**** Material supplied

use crate::app::{Backend, Settings};
use crate::telemetry::LogFormat;
use burrow_deleter::{DeletionConfig, FetchFailurePolicy};
use burrow_storage::PoolSettings;
use clap::{Parser, ValueEnum};
use std::fmt::{Display, Formatter};
use std::path::PathBuf;
use std::time::Duration;

pub const DATABASE_DSN_ENV: &str = "BURROW_DATABASE_DSN";
pub const DATABASE_MAX_CONNECTIONS_ENV: &str = "BURROW_DATABASE_MAX_CONNECTIONS";
pub const FILE_STORAGE_PATH_ENV: &str = "BURROW_FILE_STORAGE_PATH";
pub const LOG_LEVEL_ENV: &str = "BURROW_LOG_LEVEL";
pub const LOG_FORMAT_ENV: &str = "BURROW_LOG_FORMAT";
pub const DELETE_FLUSH_INTERVAL_MS_ENV: &str = "BURROW_DELETE_FLUSH_INTERVAL_MS";
pub const DELETE_QUEUE_CAPACITY_ENV: &str = "BURROW_DELETE_QUEUE_CAPACITY";
pub const DELETE_MAX_PENDING_ENV: &str = "BURROW_DELETE_MAX_PENDING";
pub const DELETE_FETCH_FAILURE_ENV: &str = "BURROW_DELETE_FETCH_FAILURE";
pub const DELETE_DRAIN_ON_STOP_ENV: &str = "BURROW_DELETE_DRAIN_ON_STOP";
pub const SHUTDOWN_TIMEOUT_SECS_ENV: &str = "BURROW_SHUTDOWN_TIMEOUT_SECS";

pub const DEFAULT_LOG_LEVEL: &str = "info";
pub const DEFAULT_DATABASE_MAX_CONNECTIONS: u32 = 3;
pub const DEFAULT_DELETE_FLUSH_INTERVAL_MS: u64 = 1_000;
pub const DEFAULT_DELETE_QUEUE_CAPACITY: usize = 256;
pub const DEFAULT_DELETE_MAX_PENDING: usize = 100_000;
pub const DEFAULT_SHUTDOWN_TIMEOUT_SECS: u64 = 3;

#[derive(Debug, Clone, Copy, PartialEq, Eq, ValueEnum)]
pub enum FetchFailureArg {
    #[value(name = "drop")]
    Drop,
    #[value(name = "retry")]
    Retry,
}

impl Display for FetchFailureArg {
    fn fmt(&self, f: &mut Formatter<'_>) -> std::fmt::Result {
        match self {
            FetchFailureArg::Drop => write!(f, "drop"),
            FetchFailureArg::Retry => write!(f, "retry"),
        }
    }
}

impl From<FetchFailureArg> for FetchFailurePolicy {
    fn from(value: FetchFailureArg) -> Self {
        match value {
            FetchFailureArg::Drop => FetchFailurePolicy::Drop,
            FetchFailureArg::Retry => FetchFailurePolicy::Retry,
        }
    }
}

#[derive(Debug, Parser)]
#[command(name = "burrow", about = "URL shortener storage and deletion service")]
pub struct Cli {
    /// PostgreSQL connection string. When set, the relational backend is used.
    #[arg(short = 'd', long, env = DATABASE_DSN_ENV)]
    pub database_dsn: Option<String>,

    #[arg(
        long,
        env = DATABASE_MAX_CONNECTIONS_ENV,
        default_value_t = DEFAULT_DATABASE_MAX_CONNECTIONS
    )]
    pub database_max_connections: u32,

    /// Append-only log for the in-memory backend. Ignored with a database DSN.
    #[arg(short = 'f', long, env = FILE_STORAGE_PATH_ENV)]
    pub file_storage_path: Option<PathBuf>,

    /// Filter directive, e.g. `info` or `burrow_storage=debug`. `RUST_LOG` wins when set.
    #[arg(long, env = LOG_LEVEL_ENV, default_value = DEFAULT_LOG_LEVEL)]
    pub log_level: String,

    #[arg(long, env = LOG_FORMAT_ENV, value_enum, default_value_t = LogFormat::Text)]
    pub log_format: LogFormat,

    #[arg(
        long,
        env = DELETE_FLUSH_INTERVAL_MS_ENV,
        default_value_t = DEFAULT_DELETE_FLUSH_INTERVAL_MS,
        value_parser = clap::value_parser!(u64).range(1..)
    )]
    pub delete_flush_interval_ms: u64,

    #[arg(
        long,
        env = DELETE_QUEUE_CAPACITY_ENV,
        default_value_t = DEFAULT_DELETE_QUEUE_CAPACITY
    )]
    pub delete_queue_capacity: usize,

    /// Cap on buffered short codes awaiting deletion; 0 disables the cap.
    #[arg(
        long,
        env = DELETE_MAX_PENDING_ENV,
        default_value_t = DEFAULT_DELETE_MAX_PENDING
    )]
    pub delete_max_pending: usize,

    #[arg(
        long,
        env = DELETE_FETCH_FAILURE_ENV,
        value_enum,
        default_value_t = FetchFailureArg::Retry
    )]
    pub delete_fetch_failure: FetchFailureArg,

    #[arg(
        long,
        env = DELETE_DRAIN_ON_STOP_ENV,
        default_value_t = true,
        action = clap::ArgAction::Set
    )]
    pub delete_drain_on_stop: bool,

    #[arg(
        long,
        env = SHUTDOWN_TIMEOUT_SECS_ENV,
        default_value_t = DEFAULT_SHUTDOWN_TIMEOUT_SECS
    )]
    pub shutdown_timeout_secs: u64,
}

impl Cli {
    /// The backend selected by the arguments: a DSN wins over a file path.
    pub fn backend(&self) -> Backend {
        match &self.database_dsn {
            Some(dsn) if !dsn.trim().is_empty() => Backend::Postgres {
                dsn: dsn.clone(),
                pool: PoolSettings::builder()
                    .max_connections(self.database_max_connections)
                    .build(),
            },
            _ => Backend::Memory {
                path: self.file_storage_path.clone(),
            },
        }
    }

    pub fn deletion_config(&self) -> DeletionConfig {
        DeletionConfig::builder()
            .queue_capacity(self.delete_queue_capacity)
            .flush_interval(Duration::from_millis(self.delete_flush_interval_ms))
            .max_pending((self.delete_max_pending > 0).then_some(self.delete_max_pending))
            .fetch_failure_policy(self.delete_fetch_failure.into())
            .drain_on_stop(self.delete_drain_on_stop)
            .build()
    }

    pub fn shutdown_timeout(&self) -> Duration {
        Duration::from_secs(self.shutdown_timeout_secs)
    }

    pub fn settings(&self) -> Settings {
        Settings::builder()
            .backend(self.backend())
            .deletion(self.deletion_config())
            .build()
    }
}

#[cfg(test)]
mod tests {
    use super::*;

    fn parse(args: &[&str]) -> Cli {
        Cli::try_parse_from(std::iter::once("burrow").chain(args.iter().copied()))
            .expect("valid arguments")
    }

    #[test]
    fn defaults_select_volatile_memory_backend() {
        let cli = parse(&[]);

        assert_eq!(cli.backend(), Backend::Memory { path: None });
        assert_eq!(cli.log_level, "info");

        let config = cli.deletion_config();
        assert_eq!(config.queue_capacity, 256);
        assert_eq!(config.flush_interval, Duration::from_secs(1));
        assert_eq!(config.max_pending, Some(DEFAULT_DELETE_MAX_PENDING));
        assert_eq!(config.fetch_failure_policy, FetchFailurePolicy::Retry);
        assert!(config.drain_on_stop);
        assert_eq!(cli.shutdown_timeout(), Duration::from_secs(3));
    }

    #[test]
    fn file_path_selects_durable_memory_backend() {
        let cli = parse(&["-f", "/tmp/urls.json"]);

        assert_eq!(
            cli.backend(),
            Backend::Memory {
                path: Some(PathBuf::from("/tmp/urls.json"))
            }
        );
    }

    #[test]
    fn dsn_wins_over_file_path() {
        let cli = parse(&[
            "--database-dsn",
            "postgres://burrow@localhost/burrow",
            "--file-storage-path",
            "/tmp/urls.json",
            "--database-max-connections",
            "7",
        ]);

        match cli.backend() {
            Backend::Postgres { dsn, pool } => {
                assert_eq!(dsn, "postgres://burrow@localhost/burrow");
                assert_eq!(pool.max_connections, 7);
            }
            other => panic!("expected postgres backend, got {other:?}"),
        }
    }

    #[test]
    fn blank_dsn_falls_back_to_memory() {
        let cli = parse(&["-d", "  "]);
        assert_eq!(cli.backend(), Backend::Memory { path: None });
    }

    #[test]
    fn deletion_flags() {
        let cli = parse(&[
            "--delete-flush-interval-ms",
            "250",
            "--delete-max-pending",
            "0",
            "--delete-fetch-failure",
            "drop",
            "--delete-drain-on-stop",
            "false",
        ]);
        let config = cli.deletion_config();

        assert_eq!(config.flush_interval, Duration::from_millis(250));
        assert_eq!(config.max_pending, None);
        assert_eq!(config.fetch_failure_policy, FetchFailurePolicy::Drop);
        assert!(!config.drain_on_stop);
    }

    #[test]
    fn rejects_zero_flush_interval() {
        let result = Cli::try_parse_from(["burrow", "--delete-flush-interval-ms", "0"]);
        assert!(result.is_err());
    }

    #[test]
    fn rejects_unknown_fetch_policy() {
        let result = Cli::try_parse_from(["burrow", "--delete-fetch-failure", "ignore"]);
        assert!(result.is_err());
    }
}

********

Problem requirements —
Provide only the number of lines in the entries that hold the word "json".

Response for this exercise —
3